- _What to do_
Check each line of the data below for the string "Whole", then state how many have it and nothing else.

- _Provided information_
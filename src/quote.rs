//! Dutch-auction quote computation.
//!
//! Pure — a quote is a function of the request, a price snapshot, and
//! fee parameters. No state, no I/O; safe to call concurrently.

use crate::error::{OrchestratorError, Result};
use crate::types::{amount_str, Urgency};

use chrono::{DateTime, Duration, Utc};
use serde::{Deserialize, Serialize};
use std::collections::HashMap;

/// Quote validity window.
pub const QUOTE_TTL_SECS: i64 = 30;

#[derive(Debug, Clone, Deserialize)]
pub struct QuoteRequest {
    pub source_chain: String,
    pub destination_chain: String,
    pub source_token: String,
    pub destination_token: String,
    #[serde(with = "amount_str")]
    pub source_amount: u128,
    #[serde(default)]
    pub urgency: Urgency,
    pub slippage_tolerance_bps: u16,
}

#[derive(Debug, Clone, Serialize, Deserialize)]
pub struct DutchAuction {
    /// Whole-token price at auction start (`rate × (1 + premium)`).
    pub start_price: f64,
    /// Floor price (`rate × (1 − slippage)`).
    pub end_price: f64,
    pub duration_seconds: u64,
}

impl DutchAuction {
    /// Linear decay from start to end over the duration, clamped at
    /// the floor.
    pub fn price_at(&self, elapsed_seconds: u64) -> f64 {
        if elapsed_seconds >= self.duration_seconds || self.duration_seconds == 0 {
            return self.end_price;
        }
        let progress = elapsed_seconds as f64 / self.duration_seconds as f64;
        self.start_price - (self.start_price - self.end_price) * progress
    }
}

#[derive(Debug, Clone, Serialize, Deserialize)]
pub struct QuoteFees {
    /// Protocol fee, destination token units.
    #[serde(with = "amount_str")]
    pub protocol: u128,
    /// Flat network (gas) allowance, destination token units.
    #[serde(with = "amount_str")]
    pub network: u128,
    #[serde(with = "amount_str")]
    pub total: u128,
}

#[derive(Debug, Clone, Serialize, Deserialize)]
pub struct QuoteResponse {
    #[serde(with = "amount_str")]
    pub dst_amount: u128,
    /// Whole-token exchange rate (destination per source).
    pub rate: f64,
    pub dutch_auction: DutchAuction,
    pub fees: QuoteFees,
    pub valid_until: DateTime<Utc>,
}

/// Per-token USD price and precision, captured once per quote.
#[derive(Debug, Clone, Copy)]
pub struct TokenPrice {
    pub usd: f64,
    pub decimals: u8,
}

/// Immutable market snapshot handed to the quote computation.
#[derive(Debug, Clone, Default)]
pub struct PriceSnapshot {
    tokens: HashMap<String, TokenPrice>,
}

impl PriceSnapshot {
    pub fn new(tokens: HashMap<String, TokenPrice>) -> Self {
        Self { tokens }
    }

    pub fn token(&self, symbol: &str) -> Option<TokenPrice> {
        self.tokens.get(symbol).copied()
    }

    /// Replace or insert one token's entry; the oracle refresh task
    /// feeds this.
    pub fn set_price(&mut self, symbol: &str, price: TokenPrice) {
        self.tokens.insert(symbol.to_string(), price);
    }

    /// Fallback table used until the oracle refresh task has run.
    pub fn with_defaults() -> Self {
        let mut tokens = HashMap::new();
        tokens.insert("ETH".into(), TokenPrice { usd: 3000.0, decimals: 18 });
        tokens.insert("USDC".into(), TokenPrice { usd: 1.0, decimals: 6 });
        tokens.insert("USDT".into(), TokenPrice { usd: 1.0, decimals: 6 });
        tokens.insert("NEAR".into(), TokenPrice { usd: 5.0, decimals: 24 });
        tokens.insert("wNEAR".into(), TokenPrice { usd: 5.0, decimals: 24 });
        Self { tokens }
    }
}

#[derive(Debug, Clone, Copy)]
pub struct FeeParams {
    pub protocol_bps: u16,
    /// Auction start premium over the oracle rate.
    pub premium_bps: u16,
    /// Flat gas allowance in destination token units.
    pub network_fee: u128,
}

/// Compute a quote. Durations are urgency-bound: 180s fast, 300s
/// normal, 600s slow.
pub fn compute_quote(
    req: &QuoteRequest,
    snapshot: &PriceSnapshot,
    fees: &FeeParams,
    now: DateTime<Utc>,
) -> Result<QuoteResponse> {
    if req.source_amount == 0 {
        return Err(OrchestratorError::InvalidInput(
            "source_amount must be positive".into(),
        ));
    }
    if req.slippage_tolerance_bps >= 10_000 {
        return Err(OrchestratorError::InvalidInput(
            "slippage_tolerance_bps must be below 10000".into(),
        ));
    }

    let src = snapshot.token(&req.source_token).ok_or_else(|| {
        OrchestratorError::InvalidInput(format!("unknown token {}", req.source_token))
    })?;
    let dst = snapshot.token(&req.destination_token).ok_or_else(|| {
        OrchestratorError::InvalidInput(format!("unknown token {}", req.destination_token))
    })?;
    if dst.usd <= 0.0 || src.usd <= 0.0 {
        return Err(OrchestratorError::InvalidInput("stale price snapshot".into()));
    }

    // Whole-token rate, then rescaled to smallest-unit terms.
    let rate = src.usd / dst.usd;
    let unit_scale = 10f64.powi(dst.decimals as i32 - src.decimals as i32);
    let gross = req.source_amount as f64 * rate * unit_scale;

    let protocol = (gross * bps_frac(fees.protocol_bps)) as u128;
    let network = fees.network_fee;
    let total = protocol + network;

    let dst_amount = (gross as u128).saturating_sub(total);
    if dst_amount == 0 {
        return Err(OrchestratorError::InvalidInput(
            "amount too small to cover fees".into(),
        ));
    }

    let duration_seconds = match req.urgency {
        Urgency::Fast => 180,
        Urgency::Normal => 300,
        Urgency::Slow => 600,
    };

    Ok(QuoteResponse {
        dst_amount,
        rate,
        dutch_auction: DutchAuction {
            start_price: rate * (1.0 + bps_frac(fees.premium_bps)),
            end_price: rate * (1.0 - bps_frac(req.slippage_tolerance_bps)),
            duration_seconds,
        },
        fees: QuoteFees {
            protocol,
            network,
            total,
        },
        valid_until: now + Duration::seconds(QUOTE_TTL_SECS),
    })
}

fn bps_frac(bps: u16) -> f64 {
    bps as f64 / 10_000.0
}

// ── Tests ───────────────────────────────────────────────────────

#[cfg(test)]
mod tests {
    use super::*;

    fn request(amount: u128, urgency: Urgency) -> QuoteRequest {
        QuoteRequest {
            source_chain: "base".into(),
            destination_chain: "near".into(),
            source_token: "USDC".into(),
            destination_token: "wNEAR".into(),
            source_amount: amount,
            urgency,
            slippage_tolerance_bps: 100,
        }
    }

    fn fees() -> FeeParams {
        FeeParams {
            protocol_bps: 30,
            premium_bps: 200,
            network_fee: 1_000,
        }
    }

    fn now() -> DateTime<Utc> {
        DateTime::from_timestamp(1_700_000_000, 0).unwrap()
    }

    #[test]
    fn price_bounds_hold() {
        let q = compute_quote(
            &request(1_000_000, Urgency::Normal),
            &PriceSnapshot::with_defaults(),
            &fees(),
            now(),
        )
        .unwrap();
        assert!(q.dutch_auction.end_price <= q.rate);
        assert!(q.rate <= q.dutch_auction.start_price);
    }

    #[test]
    fn dst_amount_covers_end_price_floor() {
        let req = request(1_000_000, Urgency::Normal);
        let q = compute_quote(&req, &PriceSnapshot::with_defaults(), &fees(), now()).unwrap();
        // 1 USDC at $1 against wNEAR at $5: 0.2 wNEAR gross, minus fees.
        let unit_scale = 10f64.powi(24 - 6);
        let floor = (req.source_amount as f64
            * q.dutch_auction.end_price
            * unit_scale
            * (1.0 - 30.0 / 10_000.0)) as u128
            - 1_000;
        assert!(q.dst_amount >= floor, "{} < {}", q.dst_amount, floor);
    }

    #[test]
    fn duration_follows_urgency() {
        let snapshot = PriceSnapshot::with_defaults();
        for (urgency, expected) in [
            (Urgency::Fast, 180),
            (Urgency::Normal, 300),
            (Urgency::Slow, 600),
        ] {
            let q = compute_quote(&request(1_000_000, urgency), &snapshot, &fees(), now()).unwrap();
            assert_eq!(q.dutch_auction.duration_seconds, expected);
        }
    }

    #[test]
    fn valid_until_is_thirty_seconds() {
        let q = compute_quote(
            &request(1_000_000, Urgency::Normal),
            &PriceSnapshot::with_defaults(),
            &fees(),
            now(),
        )
        .unwrap();
        assert_eq!(q.valid_until, now() + Duration::seconds(30));
    }

    #[test]
    fn linear_decay_is_monotonic() {
        let auction = DutchAuction {
            start_price: 1.02,
            end_price: 0.99,
            duration_seconds: 300,
        };
        assert!((auction.price_at(0) - 1.02).abs() < 1e-9);
        assert!((auction.price_at(300) - 0.99).abs() < 1e-9);
        assert!((auction.price_at(1000) - 0.99).abs() < 1e-9);
        let mid = auction.price_at(150);
        assert!(mid < 1.02 && mid > 0.99);
        // Halfway point of a linear decay is the arithmetic mean.
        assert!((mid - (1.02 + 0.99) / 2.0).abs() < 1e-9);
    }

    #[test]
    fn zero_amount_rejected() {
        let err = compute_quote(
            &request(0, Urgency::Normal),
            &PriceSnapshot::with_defaults(),
            &fees(),
            now(),
        )
        .unwrap_err();
        assert!(matches!(err, OrchestratorError::InvalidInput(_)));
    }

    #[test]
    fn unknown_token_rejected() {
        let mut req = request(1_000_000, Urgency::Normal);
        req.destination_token = "DOGE".into();
        assert!(compute_quote(&req, &PriceSnapshot::with_defaults(), &fees(), now()).is_err());
    }

    #[test]
    fn fees_add_up() {
        let q = compute_quote(
            &request(1_000_000, Urgency::Normal),
            &PriceSnapshot::with_defaults(),
            &fees(),
            now(),
        )
        .unwrap();
        assert_eq!(q.fees.total, q.fees.protocol + q.fees.network);
        assert_eq!(q.fees.network, 1_000);
    }
}
pub struct SessionManager {
    store: Arc<SessionStore>,
    secrets: Arc<SecretManager>,
    bus: Arc<EventBus>,
    state: StateDir,
    config: Arc<Config>,
    workers: Mutex<HashMap<String, mpsc::Sender<SessionCommand>>>,
    shutdown: watch::Receiver<bool>,
}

- _The answer_
3